▶ [TASK BRIEF]: The required output consists solely of the lines from the top of the listing through the line containing "#[async_trait]", transcribed exactly.

▶ [THE RECORDS]:

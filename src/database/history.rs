//! Conversation history backed by PostgreSQL

use async_trait::async_trait;
use sqlx::types::Json;
use tracing::debug;

use super::postgres::{validate_identifier, PostgresPool};
use crate::core::{HistoryStore, Turn, TurnHistory};
use crate::error::{Error, Result};

/// Turns stored as JSONB documents, one row per turn.
///
/// The serial primary key fixes store order, so replayed history always
/// follows insertion order.
#[derive(Clone)]
pub struct PgHistoryStore {
    pool: PostgresPool,
    select_sql: String,
    insert_sql: String,
}

impl PgHistoryStore {
    /// Create a store over the given table
    pub fn new(pool: PostgresPool, table: &str) -> Result<Self> {
        validate_identifier(table)?;
        Ok(PgHistoryStore {
            pool,
            select_sql: select_sql(table),
            insert_sql: insert_sql(table),
        })
    }
}

fn select_sql(table: &str) -> String {
    format!("SELECT history FROM {table} WHERE session_id = $1 ORDER BY id")
}

fn insert_sql(table: &str) -> String {
    format!("INSERT INTO {table} (session_id, history) VALUES ($1, $2)")
}

#[async_trait]
impl HistoryStore for PgHistoryStore {
    fn id(&self) -> &str {
        "postgres"
    }

    async fn find_by_session(&self, session_id: &str) -> Result<Vec<Turn>> {
        let rows: Vec<(Json<TurnHistory>,)> = sqlx::query_as(&self.select_sql)
            .bind(session_id)
            .fetch_all(&self.pool)
            .await
            .map_err(|e| Error::StoreReadFailed(e.to_string()))?;

        debug!(session_id, turns = rows.len(), "Loaded history");

        Ok(rows
            .into_iter()
            .map(|(Json(history),)| Turn {
                session_id: session_id.to_string(),
                history,
            })
            .collect())
    }

    async fn insert(&self, turn: &Turn) -> Result<()> {
        sqlx::query(&self.insert_sql)
            .bind(&turn.session_id)
            .bind(Json(&turn.history))
            .execute(&self.pool)
            .await
            .map_err(|e| Error::StoreWriteFailed(e.to_string()))?;

        Ok(())
    }
}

▶ [SOLVED EXERCISE]:
filename src/database/history.rs
//! Conversation history backed by PostgreSQL

use async_trait::async_trait;
use sqlx::types::Json;
use tracing::debug;

use super::postgres::{validate_identifier, PostgresPool};
use crate::core::{HistoryStore, Turn, TurnHistory};
use crate::error::{Error, Result};

/// Turns stored as JSONB documents, one row per turn.
///
/// The serial primary key fixes store order, so replayed history always
/// follows insertion order.
#[derive(Clone)]
pub struct PgHistoryStore {
    pool: PostgresPool,
    select_sql: String,
    insert_sql: String,
}

impl PgHistoryStore {
    /// Create a store over the given table
    pub fn new(pool: PostgresPool, table: &str) -> Result<Self> {
        validate_identifier(table)?;
        Ok(PgHistoryStore {
            pool,
            select_sql: select_sql(table),
            insert_sql: insert_sql(table),
        })
    }
}

fn select_sql(table: &str) -> String {
    format!("SELECT history FROM {table} WHERE session_id = $1 ORDER BY id")
}

fn insert_sql(table: &str) -> String {
    format!("INSERT INTO {table} (session_id, history) VALUES ($1, $2)")
}

#[async_trait]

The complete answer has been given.